* [What the task requires] When a line in the entries below contains the word "pageNotes", copy that line.

Records provided START

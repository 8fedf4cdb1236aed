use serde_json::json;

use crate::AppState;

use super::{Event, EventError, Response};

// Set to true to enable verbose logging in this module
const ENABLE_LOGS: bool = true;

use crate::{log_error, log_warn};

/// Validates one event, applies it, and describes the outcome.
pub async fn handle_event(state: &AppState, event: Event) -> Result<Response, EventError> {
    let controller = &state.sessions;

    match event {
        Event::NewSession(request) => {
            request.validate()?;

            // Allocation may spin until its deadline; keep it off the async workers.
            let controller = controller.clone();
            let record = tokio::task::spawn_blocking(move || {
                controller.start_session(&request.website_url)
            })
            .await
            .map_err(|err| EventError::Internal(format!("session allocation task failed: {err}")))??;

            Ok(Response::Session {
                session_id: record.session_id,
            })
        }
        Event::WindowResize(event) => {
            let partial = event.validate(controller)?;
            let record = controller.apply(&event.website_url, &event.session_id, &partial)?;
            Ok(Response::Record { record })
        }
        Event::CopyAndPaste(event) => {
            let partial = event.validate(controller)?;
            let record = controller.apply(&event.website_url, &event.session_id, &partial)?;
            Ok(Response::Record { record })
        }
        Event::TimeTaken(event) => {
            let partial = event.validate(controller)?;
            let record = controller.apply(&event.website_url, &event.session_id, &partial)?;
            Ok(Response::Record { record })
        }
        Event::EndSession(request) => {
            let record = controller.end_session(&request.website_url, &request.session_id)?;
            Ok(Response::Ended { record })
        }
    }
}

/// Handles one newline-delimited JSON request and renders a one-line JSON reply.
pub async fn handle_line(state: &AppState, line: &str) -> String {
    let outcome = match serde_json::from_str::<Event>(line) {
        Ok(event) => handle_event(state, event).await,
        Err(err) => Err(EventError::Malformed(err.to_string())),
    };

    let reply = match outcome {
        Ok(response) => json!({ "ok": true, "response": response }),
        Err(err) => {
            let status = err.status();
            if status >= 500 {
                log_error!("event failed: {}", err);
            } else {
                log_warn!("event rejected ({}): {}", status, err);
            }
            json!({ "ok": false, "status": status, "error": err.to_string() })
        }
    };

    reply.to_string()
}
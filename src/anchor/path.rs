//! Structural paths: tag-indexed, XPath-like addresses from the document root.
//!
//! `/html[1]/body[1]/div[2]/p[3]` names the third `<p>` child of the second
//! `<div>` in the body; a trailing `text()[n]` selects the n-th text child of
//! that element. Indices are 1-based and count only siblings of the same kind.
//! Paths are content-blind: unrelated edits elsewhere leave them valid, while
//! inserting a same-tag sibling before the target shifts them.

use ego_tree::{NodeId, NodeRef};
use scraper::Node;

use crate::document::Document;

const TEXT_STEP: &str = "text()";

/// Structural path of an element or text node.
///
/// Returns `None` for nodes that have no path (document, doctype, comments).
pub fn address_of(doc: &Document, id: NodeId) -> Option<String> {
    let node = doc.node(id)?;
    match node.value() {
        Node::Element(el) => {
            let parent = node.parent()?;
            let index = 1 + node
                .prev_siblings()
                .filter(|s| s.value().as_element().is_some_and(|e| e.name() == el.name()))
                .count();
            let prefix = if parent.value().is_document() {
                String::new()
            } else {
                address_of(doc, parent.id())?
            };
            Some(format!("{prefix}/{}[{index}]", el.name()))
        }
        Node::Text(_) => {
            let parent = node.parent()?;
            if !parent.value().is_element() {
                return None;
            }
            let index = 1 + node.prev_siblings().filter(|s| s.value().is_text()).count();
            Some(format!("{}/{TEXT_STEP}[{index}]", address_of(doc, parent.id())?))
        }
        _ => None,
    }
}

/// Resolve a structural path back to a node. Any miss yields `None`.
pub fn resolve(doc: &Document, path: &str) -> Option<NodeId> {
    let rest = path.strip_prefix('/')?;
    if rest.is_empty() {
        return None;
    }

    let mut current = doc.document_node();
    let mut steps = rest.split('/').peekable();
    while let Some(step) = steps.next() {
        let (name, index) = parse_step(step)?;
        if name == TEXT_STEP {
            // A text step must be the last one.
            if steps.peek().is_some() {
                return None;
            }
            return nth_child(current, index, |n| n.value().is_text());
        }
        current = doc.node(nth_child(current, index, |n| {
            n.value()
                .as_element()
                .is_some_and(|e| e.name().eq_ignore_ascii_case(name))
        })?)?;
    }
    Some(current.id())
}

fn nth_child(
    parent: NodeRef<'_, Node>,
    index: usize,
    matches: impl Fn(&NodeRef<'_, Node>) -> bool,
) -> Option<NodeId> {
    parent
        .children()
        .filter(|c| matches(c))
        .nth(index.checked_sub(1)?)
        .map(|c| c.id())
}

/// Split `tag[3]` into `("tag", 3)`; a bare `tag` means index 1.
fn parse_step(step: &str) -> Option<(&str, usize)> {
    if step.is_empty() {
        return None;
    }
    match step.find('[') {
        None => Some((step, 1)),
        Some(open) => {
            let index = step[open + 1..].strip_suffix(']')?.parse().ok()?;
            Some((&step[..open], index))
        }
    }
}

Records provided END
Records provided START

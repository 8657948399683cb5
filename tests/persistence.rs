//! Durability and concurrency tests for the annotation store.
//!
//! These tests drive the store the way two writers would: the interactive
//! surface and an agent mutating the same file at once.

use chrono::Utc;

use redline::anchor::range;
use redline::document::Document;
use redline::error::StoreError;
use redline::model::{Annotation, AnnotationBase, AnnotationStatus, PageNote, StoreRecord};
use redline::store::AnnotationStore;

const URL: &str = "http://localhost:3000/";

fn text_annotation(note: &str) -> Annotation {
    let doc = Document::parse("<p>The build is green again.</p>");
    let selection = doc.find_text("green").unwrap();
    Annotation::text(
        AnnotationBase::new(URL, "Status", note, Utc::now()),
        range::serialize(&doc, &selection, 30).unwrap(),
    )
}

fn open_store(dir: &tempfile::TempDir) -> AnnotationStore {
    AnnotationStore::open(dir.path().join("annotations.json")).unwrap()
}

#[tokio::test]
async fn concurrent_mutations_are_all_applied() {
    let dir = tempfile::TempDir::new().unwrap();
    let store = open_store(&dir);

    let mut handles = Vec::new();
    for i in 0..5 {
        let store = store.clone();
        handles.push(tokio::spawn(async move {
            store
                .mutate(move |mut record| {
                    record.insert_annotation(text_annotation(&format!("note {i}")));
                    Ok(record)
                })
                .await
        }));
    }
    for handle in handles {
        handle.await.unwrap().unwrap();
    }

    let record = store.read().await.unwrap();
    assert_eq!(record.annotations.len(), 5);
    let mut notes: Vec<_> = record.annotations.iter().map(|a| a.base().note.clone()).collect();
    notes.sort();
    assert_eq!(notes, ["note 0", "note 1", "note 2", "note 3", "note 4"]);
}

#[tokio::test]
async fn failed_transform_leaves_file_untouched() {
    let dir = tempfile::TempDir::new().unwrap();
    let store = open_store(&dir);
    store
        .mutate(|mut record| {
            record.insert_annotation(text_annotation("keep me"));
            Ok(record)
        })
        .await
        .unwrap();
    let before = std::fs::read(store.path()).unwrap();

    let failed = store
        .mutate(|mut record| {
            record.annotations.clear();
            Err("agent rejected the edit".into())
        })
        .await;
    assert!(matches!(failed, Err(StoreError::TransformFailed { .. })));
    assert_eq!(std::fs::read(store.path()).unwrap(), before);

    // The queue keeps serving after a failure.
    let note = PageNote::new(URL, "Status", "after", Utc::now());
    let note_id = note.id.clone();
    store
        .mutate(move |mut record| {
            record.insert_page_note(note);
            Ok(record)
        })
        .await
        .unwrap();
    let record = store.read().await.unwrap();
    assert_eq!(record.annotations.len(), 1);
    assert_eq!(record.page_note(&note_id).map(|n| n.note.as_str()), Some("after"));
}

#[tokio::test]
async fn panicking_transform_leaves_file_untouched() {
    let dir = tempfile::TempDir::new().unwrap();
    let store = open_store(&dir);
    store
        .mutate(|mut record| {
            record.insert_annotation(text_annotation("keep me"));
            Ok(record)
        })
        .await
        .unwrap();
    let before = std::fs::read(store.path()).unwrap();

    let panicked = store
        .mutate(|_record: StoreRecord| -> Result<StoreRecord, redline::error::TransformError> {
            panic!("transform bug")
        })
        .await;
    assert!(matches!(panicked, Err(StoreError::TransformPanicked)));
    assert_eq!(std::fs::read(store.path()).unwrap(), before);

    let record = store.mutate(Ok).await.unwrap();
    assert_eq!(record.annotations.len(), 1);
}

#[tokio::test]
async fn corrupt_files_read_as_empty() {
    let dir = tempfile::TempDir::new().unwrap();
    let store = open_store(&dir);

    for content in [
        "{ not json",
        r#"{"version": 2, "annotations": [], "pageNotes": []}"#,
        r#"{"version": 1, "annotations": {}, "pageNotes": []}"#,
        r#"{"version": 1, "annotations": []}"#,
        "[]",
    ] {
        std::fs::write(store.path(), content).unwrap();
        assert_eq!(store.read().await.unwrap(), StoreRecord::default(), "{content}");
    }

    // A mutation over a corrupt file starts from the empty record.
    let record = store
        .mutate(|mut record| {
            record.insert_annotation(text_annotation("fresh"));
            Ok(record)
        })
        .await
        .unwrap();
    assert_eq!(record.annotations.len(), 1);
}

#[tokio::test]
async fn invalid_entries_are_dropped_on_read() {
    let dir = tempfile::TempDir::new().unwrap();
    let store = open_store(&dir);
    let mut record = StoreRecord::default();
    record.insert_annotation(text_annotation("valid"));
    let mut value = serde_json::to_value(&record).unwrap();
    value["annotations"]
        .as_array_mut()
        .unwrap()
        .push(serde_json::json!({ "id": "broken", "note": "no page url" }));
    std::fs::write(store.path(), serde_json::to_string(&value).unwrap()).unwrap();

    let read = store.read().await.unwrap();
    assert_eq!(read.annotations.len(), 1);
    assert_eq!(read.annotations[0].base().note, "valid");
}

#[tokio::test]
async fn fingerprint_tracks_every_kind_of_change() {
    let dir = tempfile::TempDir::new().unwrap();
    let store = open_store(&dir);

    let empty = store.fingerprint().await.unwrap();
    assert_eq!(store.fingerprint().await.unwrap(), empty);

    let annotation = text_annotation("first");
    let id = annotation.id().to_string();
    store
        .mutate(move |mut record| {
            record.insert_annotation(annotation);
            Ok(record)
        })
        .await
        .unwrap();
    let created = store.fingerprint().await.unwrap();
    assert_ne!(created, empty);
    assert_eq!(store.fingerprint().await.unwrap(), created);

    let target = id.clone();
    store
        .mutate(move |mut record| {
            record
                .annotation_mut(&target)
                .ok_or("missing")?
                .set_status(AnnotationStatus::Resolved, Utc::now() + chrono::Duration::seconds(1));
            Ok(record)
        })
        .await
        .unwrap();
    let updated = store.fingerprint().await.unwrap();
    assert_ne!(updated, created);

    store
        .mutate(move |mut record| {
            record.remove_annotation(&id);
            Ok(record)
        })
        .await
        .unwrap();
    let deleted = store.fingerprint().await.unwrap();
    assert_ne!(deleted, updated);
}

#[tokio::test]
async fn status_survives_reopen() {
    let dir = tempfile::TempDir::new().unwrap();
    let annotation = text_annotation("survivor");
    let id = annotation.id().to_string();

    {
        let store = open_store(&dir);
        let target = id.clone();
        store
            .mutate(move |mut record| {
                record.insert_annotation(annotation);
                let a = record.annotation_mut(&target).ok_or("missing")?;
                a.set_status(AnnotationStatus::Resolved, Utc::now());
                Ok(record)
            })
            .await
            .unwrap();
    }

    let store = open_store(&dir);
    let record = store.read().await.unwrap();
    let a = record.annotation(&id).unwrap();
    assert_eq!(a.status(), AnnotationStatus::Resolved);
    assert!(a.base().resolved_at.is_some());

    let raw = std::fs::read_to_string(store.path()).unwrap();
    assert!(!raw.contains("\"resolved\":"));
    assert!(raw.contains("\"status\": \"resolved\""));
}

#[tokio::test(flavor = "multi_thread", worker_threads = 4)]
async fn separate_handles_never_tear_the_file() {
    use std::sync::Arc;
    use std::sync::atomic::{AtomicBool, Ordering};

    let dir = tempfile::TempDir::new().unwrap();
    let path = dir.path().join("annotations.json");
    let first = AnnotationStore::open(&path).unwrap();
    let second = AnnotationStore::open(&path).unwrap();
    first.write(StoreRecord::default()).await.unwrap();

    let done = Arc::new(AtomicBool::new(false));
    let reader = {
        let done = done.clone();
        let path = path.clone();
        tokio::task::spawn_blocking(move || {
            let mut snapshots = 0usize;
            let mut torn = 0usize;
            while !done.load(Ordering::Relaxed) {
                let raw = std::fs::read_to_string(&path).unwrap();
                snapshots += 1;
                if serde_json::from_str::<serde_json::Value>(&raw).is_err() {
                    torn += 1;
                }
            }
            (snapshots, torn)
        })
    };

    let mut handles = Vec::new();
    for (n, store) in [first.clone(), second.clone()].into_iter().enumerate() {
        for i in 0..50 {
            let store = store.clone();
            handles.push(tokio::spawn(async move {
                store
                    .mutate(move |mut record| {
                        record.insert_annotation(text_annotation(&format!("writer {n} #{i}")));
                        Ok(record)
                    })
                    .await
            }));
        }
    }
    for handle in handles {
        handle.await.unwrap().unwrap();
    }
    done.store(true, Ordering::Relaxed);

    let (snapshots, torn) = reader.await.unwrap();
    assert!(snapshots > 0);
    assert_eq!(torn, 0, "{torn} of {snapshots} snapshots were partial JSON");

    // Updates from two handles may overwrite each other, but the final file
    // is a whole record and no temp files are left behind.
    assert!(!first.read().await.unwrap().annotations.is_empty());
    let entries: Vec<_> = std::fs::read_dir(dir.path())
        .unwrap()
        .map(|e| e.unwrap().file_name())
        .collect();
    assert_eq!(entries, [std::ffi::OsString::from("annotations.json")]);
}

Records provided END
Records provided START

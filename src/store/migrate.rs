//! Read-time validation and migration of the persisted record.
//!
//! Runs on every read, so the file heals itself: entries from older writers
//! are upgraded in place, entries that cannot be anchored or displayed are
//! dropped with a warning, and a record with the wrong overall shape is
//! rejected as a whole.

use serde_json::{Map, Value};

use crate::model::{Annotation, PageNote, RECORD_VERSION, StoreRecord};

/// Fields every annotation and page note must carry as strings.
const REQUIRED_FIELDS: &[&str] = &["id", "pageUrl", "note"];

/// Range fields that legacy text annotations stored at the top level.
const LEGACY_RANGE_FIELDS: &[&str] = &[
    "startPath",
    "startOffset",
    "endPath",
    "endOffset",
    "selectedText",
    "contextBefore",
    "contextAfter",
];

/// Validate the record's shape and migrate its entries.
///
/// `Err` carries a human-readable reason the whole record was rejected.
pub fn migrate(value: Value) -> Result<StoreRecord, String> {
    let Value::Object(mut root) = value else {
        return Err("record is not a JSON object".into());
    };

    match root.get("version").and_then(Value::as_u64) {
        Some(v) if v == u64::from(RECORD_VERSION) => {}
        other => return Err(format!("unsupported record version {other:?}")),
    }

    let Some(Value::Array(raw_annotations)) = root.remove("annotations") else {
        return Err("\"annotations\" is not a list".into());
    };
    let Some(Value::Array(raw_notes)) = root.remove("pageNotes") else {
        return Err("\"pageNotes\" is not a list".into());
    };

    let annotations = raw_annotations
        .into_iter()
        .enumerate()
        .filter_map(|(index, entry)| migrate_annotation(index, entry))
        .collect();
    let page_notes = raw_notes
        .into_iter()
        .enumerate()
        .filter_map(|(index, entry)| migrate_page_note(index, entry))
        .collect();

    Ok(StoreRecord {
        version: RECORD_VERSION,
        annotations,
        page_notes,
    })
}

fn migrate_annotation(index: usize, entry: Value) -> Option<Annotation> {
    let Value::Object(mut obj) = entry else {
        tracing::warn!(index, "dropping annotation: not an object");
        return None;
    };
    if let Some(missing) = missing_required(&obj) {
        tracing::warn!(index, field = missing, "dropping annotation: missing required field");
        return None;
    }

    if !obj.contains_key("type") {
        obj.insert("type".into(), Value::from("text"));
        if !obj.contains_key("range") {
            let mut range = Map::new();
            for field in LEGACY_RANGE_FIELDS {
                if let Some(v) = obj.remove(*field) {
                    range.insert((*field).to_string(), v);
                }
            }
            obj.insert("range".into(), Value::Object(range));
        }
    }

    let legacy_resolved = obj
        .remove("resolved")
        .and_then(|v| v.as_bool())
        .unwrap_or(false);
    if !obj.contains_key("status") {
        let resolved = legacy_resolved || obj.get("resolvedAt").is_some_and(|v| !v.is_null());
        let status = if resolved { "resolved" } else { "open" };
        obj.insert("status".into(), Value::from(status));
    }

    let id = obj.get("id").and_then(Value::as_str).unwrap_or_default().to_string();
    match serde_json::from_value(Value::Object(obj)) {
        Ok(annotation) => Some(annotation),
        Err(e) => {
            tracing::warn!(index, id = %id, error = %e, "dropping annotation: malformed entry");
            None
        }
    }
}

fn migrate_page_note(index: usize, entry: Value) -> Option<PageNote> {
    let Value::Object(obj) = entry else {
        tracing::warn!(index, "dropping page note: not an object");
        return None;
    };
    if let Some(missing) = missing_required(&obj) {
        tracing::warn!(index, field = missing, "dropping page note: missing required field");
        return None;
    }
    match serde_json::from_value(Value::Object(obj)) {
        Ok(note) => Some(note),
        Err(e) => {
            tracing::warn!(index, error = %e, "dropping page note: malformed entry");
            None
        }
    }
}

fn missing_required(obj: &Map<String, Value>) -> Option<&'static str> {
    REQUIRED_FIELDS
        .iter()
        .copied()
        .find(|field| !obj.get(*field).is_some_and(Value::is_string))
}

Records provided END

* [Answer for this exercise]
        r#"{"version": 2, "annotations": [], "pageNotes": []}"#,
        r#"{"version": 1, "annotations": {}, "pageNotes": []}"#,
    let Some(Value::Array(raw_notes)) = root.remove("pageNotes") else {
        return Err("\"pageNotes\" is not a list".into());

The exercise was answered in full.